At this point we’re done, since the union bound implies that the probability any bin has more than ${O(\tfrac{\ln(n)}{\ln(\ln(n))})}$ balls is less than ${n\tfrac{1}{n^2} = \tfrac{1}{n}}$ and so the probability that no bin has exceeded ${O(\tfrac{\ln(n)}{\ln(\ln(n))})}$ is ${1-\tfrac{1}{n} \rightarrow 1}$.

That didn’t actually have anything to do with the random graph model specifically, I suppose, but the balls in bins idea has obvious applications elsewhere, like hashing and job assignments. Returning to ${G(n,m)}$, we’re just going to look at the number of isolated vertices in a very brief and incomplete fashion.

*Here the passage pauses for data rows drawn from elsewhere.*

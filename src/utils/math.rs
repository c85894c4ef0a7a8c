//! Arbitrary-precision decimal arithmetic.
//!
//! Exchange rates are carried as [`Dec`]: a signed big integer scaled by
//! 10^18. The integer is unbounded here; callers enforce the
//! [`MAX_RATE_BIT_LENGTH`](crate::utils::constants::MAX_RATE_BIT_LENGTH)
//! guard where a rate enters the protocol.

use num_bigint::{BigInt, Sign};
use num_traits::{Signed, Zero};
use serde::{Deserialize, Deserializer, Serialize, Serializer};
use std::fmt;
use std::ops::{Add, Sub};
use std::str::FromStr;

use crate::error::{Error, Result};
use crate::utils::constants::DECIMAL_PRECISION;

// ═══════════════════════════════════════════════════════════════════════════════
// DECIMAL TYPE
// ═══════════════════════════════════════════════════════════════════════════════

/// Signed decimal with 18 fractional digits and unbounded magnitude
#[derive(Clone, PartialEq, Eq, PartialOrd, Ord, Hash, Default)]
pub struct Dec(BigInt);

/// 10^18 as a big integer
fn scale() -> BigInt {
    BigInt::from(10u32).pow(DECIMAL_PRECISION)
}

impl Dec {
    /// Zero value
    pub fn zero() -> Self {
        Self(BigInt::zero())
    }

    /// One (1.0)
    pub fn one() -> Self {
        Self(scale())
    }

    /// Create from the raw scaled integer
    pub fn from_raw(raw: BigInt) -> Self {
        Self(raw)
    }

    /// Create from an integer (scales up)
    pub fn from_int(value: i64) -> Self {
        Self(BigInt::from(value) * scale())
    }

    /// Create from `mantissa * 10^-exponent`, e.g. `(102, 2)` is 1.02
    pub fn with_prec(mantissa: i64, exponent: u32) -> Result<Self> {
        if exponent > DECIMAL_PRECISION {
            return Err(Error::InvalidParameter {
                name: "exponent".into(),
                reason: format!("exceeds {} decimal places", DECIMAL_PRECISION),
            });
        }
        let factor = BigInt::from(10u32).pow(DECIMAL_PRECISION - exponent);
        Ok(Self(BigInt::from(mantissa) * factor))
    }

    /// The raw scaled integer
    pub fn raw(&self) -> &BigInt {
        &self.0
    }

    /// Bit length of the magnitude of the underlying integer
    pub fn bit_len(&self) -> u64 {
        self.0.bits()
    }

    /// Check if value is zero
    pub fn is_zero(&self) -> bool {
        self.0.is_zero()
    }

    /// Check if value is negative
    pub fn is_negative(&self) -> bool {
        self.0.is_negative()
    }

    /// Check if value is strictly positive
    pub fn is_positive(&self) -> bool {
        self.0.is_positive()
    }

    /// Absolute value
    pub fn abs(&self) -> Self {
        Self(self.0.abs())
    }

    /// Multiply, truncating toward zero
    pub fn mul(&self, other: &Dec) -> Self {
        Self((&self.0 * &other.0) / scale())
    }

    /// Multiply by an integer
    pub fn mul_int(&self, value: u64) -> Self {
        Self(&self.0 * BigInt::from(value))
    }

    /// Divide by an integer, truncating toward zero
    pub fn quo_int(&self, value: u64) -> Option<Self> {
        if value == 0 {
            None
        } else {
            Some(Self(&self.0 / BigInt::from(value)))
        }
    }

    /// Integer square root at full precision, `None` for negative values
    pub fn sqrt(&self) -> Option<Self> {
        if self.is_negative() {
            return None;
        }
        Some(Self((&self.0 * scale()).sqrt()))
    }

    /// Convert a [`rust_decimal::Decimal`] into a [`Dec`], truncating past 18 places
    pub fn from_decimal(value: rust_decimal::Decimal) -> Self {
        let mantissa = BigInt::from(value.mantissa());
        let value_scale = value.scale();
        if value_scale <= DECIMAL_PRECISION {
            Self(mantissa * BigInt::from(10u32).pow(DECIMAL_PRECISION - value_scale))
        } else {
            Self(mantissa / BigInt::from(10u32).pow(value_scale - DECIMAL_PRECISION))
        }
    }
}

impl Add for Dec {
    type Output = Self;

    fn add(self, rhs: Self) -> Self::Output {
        Self(self.0 + rhs.0)
    }
}

impl Sub for Dec {
    type Output = Self;

    fn sub(self, rhs: Self) -> Self::Output {
        Self(self.0 - rhs.0)
    }
}

impl<'a> Add<&'a Dec> for &'a Dec {
    type Output = Dec;

    fn add(self, rhs: &'a Dec) -> Dec {
        Dec(&self.0 + &rhs.0)
    }
}

impl<'a> Sub<&'a Dec> for &'a Dec {
    type Output = Dec;

    fn sub(self, rhs: &'a Dec) -> Dec {
        Dec(&self.0 - &rhs.0)
    }
}

// ═══════════════════════════════════════════════════════════════════════════════
// PARSING AND FORMATTING
// ═══════════════════════════════════════════════════════════════════════════════

impl FromStr for Dec {
    type Err = Error;

    /// Parse `[-]digits[.digits]` with at most 18 fractional digits
    fn from_str(s: &str) -> Result<Self> {
        let invalid = |reason: &str| Error::InvalidParameter {
            name: "decimal".into(),
            reason: format!("'{}': {}", s, reason),
        };

        let (negative, body) = match s.strip_prefix('-') {
            Some(rest) => (true, rest),
            None => (false, s),
        };

        if body.is_empty() {
            return Err(invalid("empty"));
        }

        let (int_part, frac_part) = match body.split_once('.') {
            Some((i, f)) => (i, f),
            None => (body, ""),
        };

        if body.contains('.') && frac_part.is_empty() {
            return Err(invalid("missing fractional digits"));
        }
        if int_part.is_empty() && frac_part.is_empty() {
            return Err(invalid("no digits"));
        }
        if !int_part.bytes().all(|b| b.is_ascii_digit())
            || !frac_part.bytes().all(|b| b.is_ascii_digit())
        {
            return Err(invalid("non-digit character"));
        }
        if frac_part.len() > DECIMAL_PRECISION as usize {
            return Err(invalid("too many decimal places"));
        }

        let mut digits = String::with_capacity(int_part.len() + DECIMAL_PRECISION as usize);
        digits.push_str(int_part);
        digits.push_str(frac_part);
        for _ in frac_part.len()..DECIMAL_PRECISION as usize {
            digits.push('0');
        }

        let magnitude = BigInt::parse_bytes(digits.as_bytes(), 10)
            .ok_or_else(|| invalid("unparseable digits"))?;

        Ok(Self(if negative { -magnitude } else { magnitude }))
    }
}

impl fmt::Display for Dec {
    fn fmt(&self, f: &mut fmt::Formatter<'_>) -> fmt::Result {
        let digits = self.0.magnitude().to_str_radix(10);
        let precision = DECIMAL_PRECISION as usize;
        let padded = if digits.len() <= precision {
            format!("{}{}", "0".repeat(precision + 1 - digits.len()), digits)
        } else {
            digits
        };
        let (int_part, frac_part) = padded.split_at(padded.len() - precision);
        let sign = if self.0.sign() == Sign::Minus { "-" } else { "" };
        write!(f, "{}{}.{}", sign, int_part, frac_part)
    }
}

impl fmt::Debug for Dec {
    fn fmt(&self, f: &mut fmt::Formatter<'_>) -> fmt::Result {
        write!(f, "Dec({})", self)
    }
}

impl Serialize for Dec {
    fn serialize<S>(&self, serializer: S) -> std::result::Result<S::Ok, S::Error>
    where
        S: Serializer,
    {
        serializer.serialize_str(&self.to_string())
    }
}

impl<'de> Deserialize<'de> for Dec {
    fn deserialize<D>(deserializer: D) -> std::result::Result<Self, D::Error>
    where
        D: Deserializer<'de>,
    {
        let s = String::deserialize(deserializer)?;
        s.parse().map_err(serde::de::Error::custom)
    }
}

// ═══════════════════════════════════════════════════════════════════════════════
// SAFE ARITHMETIC OPERATIONS
// ═══════════════════════════════════════════════════════════════════════════════

/// Safe addition with overflow check
pub fn safe_add(a: u64, b: u64) -> Result<u64> {
    a.checked_add(b).ok_or(Error::Overflow {
        operation: format!("{} + {}", a, b),
    })
}

/// Period index of a block height
pub fn period_of(height: u64, period_length: u64) -> u64 {
    if period_length == 0 {
        return 0;
    }
    height / period_length
}

/// Whether `height` is the last block of a period of the given length
pub fn is_period_last_block(height: u64, period_length: u64) -> bool {
    period_length != 0 && height % period_length == period_length - 1
}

A vertex is isolated with probability ${(1 - \tfrac{n-1}{\binom{n}{2}})^m = (1 - \tfrac{2}{n})^m}$ since it’s basically repeated attempts to hit one of the ${n-1}$ edges out of ${\binom{n}{2}}$ possible. Thus the expected number of isolated vertices is ${n(1-\tfrac{2}{n})^m}$. If we let ${m = cn\ln(n)}$ and take the limit we see that

${\displaystyle\lim_{n \rightarrow \infty}{n(1-\tfrac{2}{n})^{c\ln(n)}} = \displaystyle\lim_{n \rightarrow \infty}{n}\displaystyle\lim_{n \rightarrow \infty}{(1-\tfrac{2}{n}}^{n})^{c\ln(n)} = \displaystyle\lim_{n \rightarrow \infty}{ne^{-2c\ln(n)}} = \displaystyle\lim_{n \rightarrow \infty}{n^{1-2c}}}$

and so if ${c > \tfrac{1}{2}}$ there is almost surely no isolated vertex. If this looks familiar it’s because it’s basically the same thing as ${G(n,p)}$. This is kind of obvious anyway. At least from the perspective of isolated vertices the fact that you can have multiple edges makes very little difference. The only change is the probability of getting an edge adjacent to a vertex is now fixed and we’re altering the number of attempts. The variance computation also appears to be identical, so I won’t put it here.

When I was trying to make my own modifications to ${G(n,p)}$ for weighted graphs I was trying all kinds of strange things. I tried generating an edge with probability ${p}$ and then selecting a weight from ${[n]}$ with different distributions. Strange things happened. This is also a pretty nice and easy to understand model. I’ll come back to it once I have learned something about spectral graph theory.

Sources:
[1] I looked around for the website of the class I took the balls and bins problem from, but I can’t seem to find it. The class was Probability and Computing, 15-359, taught by professors Harchol-Balter and Sutner in the spring of 2012.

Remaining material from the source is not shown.